Unlike previously approved medications, memantine is not a cholinesterase inhibitor, but rather the first of a new class of drug -- hence its use in combination therapy. Memantine appears to protect the brain's nerve cells against excess amounts of glutamate -- a messenger chemical released in large amounts by cells damaged by Alzheimer's disease or certain other neurological disorders.

Hormone Replacement Therapy (HRT). A recent issue of the Journal of the American Medical Association (JAMA) reported surprising results from the Women's Health Initiative Memory Study (WHIMS), which was designed to evaluate the effectiveness of estrogen-progestin hormone replacement therapy (HRT) in reducing the risk of AD or other dementias for at-risk women. Rather than reduce the risk of dementia, as previous data would have suggested, the study found evidence of an increased risk of dementia for those women using HRT versus a placebo.
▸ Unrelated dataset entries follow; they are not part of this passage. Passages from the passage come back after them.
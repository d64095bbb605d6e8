//! Typed service error.

use thiserror::Error;

/// Failure surfaced by the introspection layer.
///
/// Empty results are success, unknown parameters are ignored, and
/// malformed pagination falls back to defaults; the only propagated
/// failure is serialization of a final response payload. Nothing here is
/// fatal to the hosting process.
#[derive(Debug, Error)]
pub enum InspectError {
    /// A response payload could not be serialized.
    #[error("response serialization failed: {0}")]
    Serialization(#[from] serde_json::Error),
}
//! Bounds-safe pagination.

use crate::types::QueryParams;

/// Pagination parameter: 1-based page number.
pub const PARAM_PAGE: &str = "page";
/// Pagination parameter: items per page.
pub const PARAM_PAGE_SIZE: &str = "pageSize";

const DEFAULT_PAGE: usize = 1;
const DEFAULT_PAGE_SIZE: usize = 10;
const MAX_PAGE_SIZE: usize = 100;

/// Resolved, clamped pagination parameters for one query.
///
/// Derived fresh per request and never persisted.
#[derive(Debug, Clone, Copy, PartialEq, Eq)]
pub struct PageSpec {
    /// Requested page, floor-clamped to 1.
    pub page: usize,
    /// Requested page size, clamped to `[1, 100]`.
    pub page_size: usize,
    start: usize,
    end: usize,
}

impl PageSpec {
    /// Resolve a page/size pair into a raw index range.
    pub fn new(page: usize, page_size: usize) -> Self {
        let page = page.max(DEFAULT_PAGE);
        let page_size = page_size.clamp(1, MAX_PAGE_SIZE);
        let start = (page - 1).saturating_mul(page_size);
        let end = start.saturating_add(page_size);
        Self {
            page,
            page_size,
            start,
            end,
        }
    }

    /// Parse `page`/`pageSize` from the query.
    ///
    /// Non-numeric input falls back to the defaults (page 1, size 10)
    /// rather than failing; out-of-range input is clamped.
    pub fn from_query(query: &QueryParams) -> Self {
        let page = query
            .first(PARAM_PAGE)
            .and_then(|v| v.parse().ok())
            .unwrap_or(DEFAULT_PAGE);
        let page_size = query
            .first(PARAM_PAGE_SIZE)
            .and_then(|v| v.parse().ok())
            .unwrap_or(DEFAULT_PAGE_SIZE);
        Self::new(page, page_size)
    }

    /// Clamp the raw range into `[0, total]`.
    ///
    /// `end >= start` holds by construction, so a page requested past the
    /// end of the data yields an empty, valid range rather than an
    /// invalid slice.
    pub fn clamp(&self, total: usize) -> (usize, usize) {
        (self.start.min(total), self.end.min(total))
    }

    /// Slice the sorted candidate list to this page.
    pub fn slice<T>(&self, items: Vec<T>) -> Vec<T> {
        let (start, end) = self.clamp(items.len());
        items
            .into_iter()
            .skip(start)
            .take(end - start)
            .collect()
    }
}

#[cfg(test)]
mod tests {
    use super::*;

    #[test]
    fn defaults_apply_when_absent_or_malformed() {
        let spec = PageSpec::from_query(&QueryParams::new());
        assert_eq!((spec.page, spec.page_size), (1, 10));

        let spec = PageSpec::from_query(&QueryParams::from_pairs([
            (PARAM_PAGE, "abc"),
            (PARAM_PAGE_SIZE, "-3"),
        ]));
        assert_eq!((spec.page, spec.page_size), (1, 10));
    }

    #[test]
    fn out_of_range_inputs_are_clamped() {
        let spec = PageSpec::new(0, 1000);
        assert_eq!((spec.page, spec.page_size), (1, 100));
    }

    #[test]
    fn second_page_of_size_one_selects_second_element() {
        let spec = PageSpec::new(2, 1);
        assert_eq!(spec.slice(vec![10, 20, 30]), vec![20]);
    }

    #[test]
    fn page_past_the_end_is_empty_not_an_error() {
        let spec = PageSpec::new(10, 10);
        assert!(spec.slice(vec![1, 2, 3]).is_empty());
    }

    #[test]
    fn full_first_page_keeps_the_last_element() {
        let spec = PageSpec::new(1, 10);
        assert_eq!(spec.slice(vec![1, 2, 3]), vec![1, 2, 3]);
    }

    #[test]
    fn slice_length_matches_the_pagination_invariant() {
        for total in 0..25usize {
            for page in 1..6usize {
                for page_size in [1usize, 2, 7, 10] {
                    let spec = PageSpec::new(page, page_size);
                    let items: Vec<usize> = (0..total).collect();
                    let got = spec.slice(items).len();
                    let want = page_size.min(total.saturating_sub((page - 1) * page_size));
                    assert_eq!(got, want, "total={total} page={page} size={page_size}");
                }
            }
        }
    }
}
//! Resolved configuration tree queries.
//!
//! The configuration source is an external collaborator; this module only
//! navigates an already-resolved tree by dotted paths.

use serde_json::{Map, Value};

/// Config query: sub-tree selector (`""`/`"all"` selects the root).
pub const PARAM_NAMESPACE: &str = "namespace";
/// Config and env query: dotted key (empty returns the whole scope).
pub const PARAM_KEY: &str = "key";
/// Legacy configuration query: short namespace selector.
pub const PARAM_NS: &str = "ns";
/// Legacy configuration query: case-insensitive key filter.
pub const PARAM_MATCH: &str = "match";

/// The gateway's configuration, resolved at startup into a JSON tree.
///
/// Leaves may be any JSON scalar; interior nodes are objects. Navigated by
/// dotted paths for both namespace sub-tree selection and key lookup.
#[derive(Debug, Clone, Default)]
pub struct ConfigSnapshot {
    root: Value,
}

impl ConfigSnapshot {
    /// Wrap a resolved tree. Expected to be a JSON object at the root.
    pub fn new(root: Value) -> Self {
        Self { root }
    }

    /// An empty configuration.
    pub fn empty() -> Self {
        Self {
            root: Value::Object(Map::new()),
        }
    }

    /// Resolve a namespace to its sub-tree.
    ///
    /// Empty or `"all"` selects the root; otherwise a dotted path selects
    /// a sub-tree. A missing sub-tree resolves to an empty mapping, not an
    /// error.
    pub fn namespace(&self, ns: &str) -> Value {
        if is_root(ns) {
            return self.root.clone();
        }
        lookup_path(&self.root, ns)
            .cloned()
            .unwrap_or_else(|| Value::Object(Map::new()))
    }

    /// Look up a dotted key under a namespace.
    pub fn get(&self, ns: &str, key: &str) -> Option<&Value> {
        let scope = if is_root(ns) {
            &self.root
        } else {
            lookup_path(&self.root, ns)?
        };
        lookup_path(scope, key)
    }
}

fn is_root(ns: &str) -> bool {
    ns.is_empty() || ns == "all"
}

fn lookup_path<'a>(tree: &'a Value, path: &str) -> Option<&'a Value> {
    let mut node = tree;
    for segment in path.split('.') {
        node = node.as_object()?.get(segment)?;
    }
    Some(node)
}

#[cfg(test)]
mod tests {
    use super::*;
    use serde_json::json;

    fn snapshot() -> ConfigSnapshot {
        ConfigSnapshot::new(json!({
            "db": { "host": "localhost", "port": 5432 },
            "listen": "0.0.0.0:8080",
        }))
    }

    #[test]
    fn root_namespace_is_the_whole_tree() {
        let config = snapshot();
        assert_eq!(config.namespace(""), config.namespace("all"));
        assert!(config.namespace("")["db"].is_object());
    }

    #[test]
    fn dotted_namespace_selects_a_subtree() {
        let config = snapshot();
        assert_eq!(config.namespace("db")["host"], json!("localhost"));
        assert_eq!(config.namespace("missing"), json!({}));
    }

    #[test]
    fn dotted_key_reaches_a_leaf() {
        let config = snapshot();
        assert_eq!(config.get("", "db.host"), Some(&json!("localhost")));
        assert_eq!(config.get("db", "port"), Some(&json!(5432)));
        assert_eq!(config.get("", "db.missing"), None);
    }
}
Why this happened is not yet known.

These results came earlier than expected, due to the stoppage of this portion of WHIMS (Women's Health Initiative Memory Study) research; some women using combination hormone replacement therapy as part of the trials experienced small increases in the risk of breast cancer, heart disease, stroke, and blood clots. (WHIMS research into estrogen-only therapy continues.) The Alzheimer's Association stressed that the greatest single risk factor remains age: for every five years after age 65, the risk of dementia doubles.

Non-steroid anti-inflammatory drugs (NSAIDs). JAMA also reported the results of clinical trials with two NSAIDs, naproxen (Aleve) and rofecoxib (Vioxx). NSAIDs include aspirin and aspirin-like compounds used to treat pain, inflammation, and fever. No slowing of the progression of Alzheimer's Disease was reported in those participants taking non-steroid anti-inflammatory drugs (NSAIDs) versus a placebo. The ultimate effectiveness of NSAIDs remains inconclusive, though, and more trials involving these drugs are in progress.

Exercise for the mind. On a more promising note, the benefits of remaining mentally active appear to be underscored by another study of older adults in the New York area. Although not yet conclusive, the results would appear to indicate a link between mentally stimulating activities (reading books, board and card games, crossword puzzles, playing a musical instrument) and a reduced risk of dementia in older adults. This supports an accumulating body of evidence linking mental agility with a reduced risk of dementia -- although researchers cautioned against interpreting their findings too quickly at this early stage.

"In the meantime," concludes a supporting editorial to the study, "seniors should be encouraged to read, play board games, and go dancing, because these activities, at the very least, enhance their quality of life, and they just might do more than that."